Zaczął się straszny czas dla mieszkańców. Bardzo długo zastanawiałyśmy się co zrobić. — Cała nasza rodzina przez 4 dni ukrywała się w piwnicy. Dlatego nasi rodzice i mój mąż powiedzieli, że powinnyśmy wyjechać, żeby dzieci nie widziały co się dzieje, żebyśmy byli bezpieczni — mówi Katia.

Podróż z Krzywego Rogu do Lwowa zajęła im 2 dni. Pierwszego dnia spakowały walizki, wzięły najpotrzebniejsze rzeczy. Na dworcu okazało się, że pociąg był tak załadowany, że nie dało rady wsiąść.

Następnego dnia wzięły ze sobą w reklamówkę jedzenie na drogę, dokumenty i nic więcej. Tym razem udało się wsiąść do pociągu, mimo że było dużo ludzi, dzieci spały na korytarzach. Mama z nimi nie pojechała, ponieważ nie chciała zostawić samego taty. On nie mógł wyjechać, musiał zostać. Jechały 24 godziny. We Lwowie spotkały bardzo dobrych ludzi.

— Nakarmili nas, dali nocleg i swoim samochodem zawieźli do granicy z Polską. Dzięki temu szłyśmy na piechotę tylko 6 kilometrów. Na granicy czekałyśmy bardzo długo — mówią siostry.

Po jej przekroczeniu Polacy zaopiekowali się nimi i zawieźli do ośrodka pomocy.

— Od razu dostałyśmy jedzenie, picie, niezbędne artykuły higieniczne. Poinformowali nas, co mamy robić dalej. Potem podszedł do mnie młody człowiek i prosił, żebyśmy z nim pojechały. Ja bałam się, bo w takim czasie trudno jest wszystkim ufać. Zapytałam wolontariuszy, czy możemy z nim jechać. Powiedzieli, że to dobry człowiek i możemy z nim jechać, że będziemy z nim bezpieczne. Wyruszyłyśmy z dziećmi w drogę. Jechałyśmy 5 godzin — wspomina Katia.

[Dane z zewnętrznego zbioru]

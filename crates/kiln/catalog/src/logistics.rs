//! Logistics line (factory method)
//!
//! Delivery planning only sees [`Transport`]; road logistics hands out trucks
//! and sea logistics hands out ships. A sea fleet may be bounded, in which
//! case planning fails once every ship has been dispatched.

use kiln_core::{
    CreationError, Creator, CreatorRegistry, ProductLine, Rendition, Result, VariantKey,
};
use serde::{Deserialize, Serialize};
use std::sync::atomic::{AtomicUsize, Ordering};
use std::sync::Arc;
use tracing::debug;

pub const LINE: &str = "logistics";
pub const ROAD: &str = "road";
pub const SEA: &str = "sea";

pub trait Transport {
    fn mode(&self) -> &'static str;
    fn deliver(&self) -> String;
}

pub struct Truck;
pub struct Ship;

impl Transport for Truck {
    fn mode(&self) -> &'static str {
        "truck"
    }

    fn deliver(&self) -> String {
        "Delivering cargo by land in a box".to_string()
    }
}

impl Transport for Ship {
    fn mode(&self) -> &'static str {
        "ship"
    }

    fn deliver(&self) -> String {
        "Delivering cargo by sea in a container".to_string()
    }
}

/// Outcome of planning one delivery
#[derive(Debug, Clone, PartialEq, Eq, Serialize, Deserialize)]
pub struct DeliveryPlan {
    pub transport: String,
    pub route: String,
}

impl DeliveryPlan {
    /// Rendition of this plan, attributed to the creator key it came from
    pub fn rendition(&self, creator: impl Into<VariantKey>) -> Rendition {
        Rendition::new(creator, LINE, format!("{} ({})", self.route, self.transport))
    }
}

/// Planning logic shared by every logistics creator
pub struct LogisticsLine;

impl ProductLine for LogisticsLine {
    type Product = dyn Transport;
    type Output = DeliveryPlan;

    fn operate(product: &Self::Product) -> DeliveryPlan {
        DeliveryPlan {
            transport: product.mode().to_string(),
            route: product.deliver(),
        }
    }
}

pub struct RoadLogistics;

impl Creator for RoadLogistics {
    type Line = LogisticsLine;

    fn factory_method(&self) -> Result<Box<dyn Transport>> {
        Ok(Box::new(Truck))
    }
}

/// Sea logistics, optionally limited to a fixed number of ships
#[derive(Default)]
pub struct SeaLogistics {
    /// Ships still in port; `None` is an unbounded fleet
    fleet: Option<AtomicUsize>,
}

impl SeaLogistics {
    pub fn with_fleet(ships: usize) -> Self {
        Self {
            fleet: Some(AtomicUsize::new(ships)),
        }
    }

    /// Ships still available, `None` when the fleet is unbounded
    pub fn ships_in_port(&self) -> Option<usize> {
        self.fleet.as_ref().map(|f| f.load(Ordering::Acquire))
    }

    fn dispatch(&self) -> Result<()> {
        let Some(fleet) = &self.fleet else {
            return Ok(());
        };
        match fleet.fetch_update(Ordering::AcqRel, Ordering::Acquire, |n| n.checked_sub(1)) {
            Ok(before) => {
                debug!(remaining = before - 1, "Ship dispatched");
                Ok(())
            }
            Err(_) => Err(CreationError::unavailable("ship", "fleet exhausted")),
        }
    }
}

impl Creator for SeaLogistics {
    type Line = LogisticsLine;

    fn factory_method(&self) -> Result<Box<dyn Transport>> {
        self.dispatch()?;
        Ok(Box::new(Ship))
    }
}

pub fn registry() -> Result<CreatorRegistry<LogisticsLine>> {
    CreatorRegistry::new(LINE)
        .with(ROAD, || -> Arc<dyn Creator<Line = LogisticsLine>> { Arc::new(RoadLogistics) })?
        .with(SEA, || -> Arc<dyn Creator<Line = LogisticsLine>> {
            Arc::new(SeaLogistics::default())
        })
}
//! CLI command implementations

pub mod build;
pub mod craft;
pub mod families;
pub mod showroom;

use kiln_core::Rendition;
use serde::Serialize;
use tabled::Tabled;

/// Table row for a single product rendition
#[derive(Debug, Serialize, Tabled)]
pub struct RenditionRow {
    /// Variant the product belongs to
    variant: String,
    /// Role within its family
    role: String,
    /// What the product did
    detail: String,
}

impl From<Rendition> for RenditionRow {
    fn from(rendition: Rendition) -> Self {
        Self {
            variant: rendition.variant.into_inner(),
            role: rendition.role,
            detail: rendition.detail,
        }
    }
}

Dotarły do Szkotowa do gospodarstwa Agnieszki Tołłoczko, która mówi, że miały u niej przenocować, odpocząć i wyruszyć w dalszą podróż. Tak się nie stało, bo zostały u niej.

— Przywitała nas sympatyczna gospodyni. Od razu dała nam ubrania, nakarmiła nas i dała nam miejsce do spania. Byłyśmy zaskoczone jej gościnnością i bardzo jesteśmy jej za to wdzięczne — mówią siostry.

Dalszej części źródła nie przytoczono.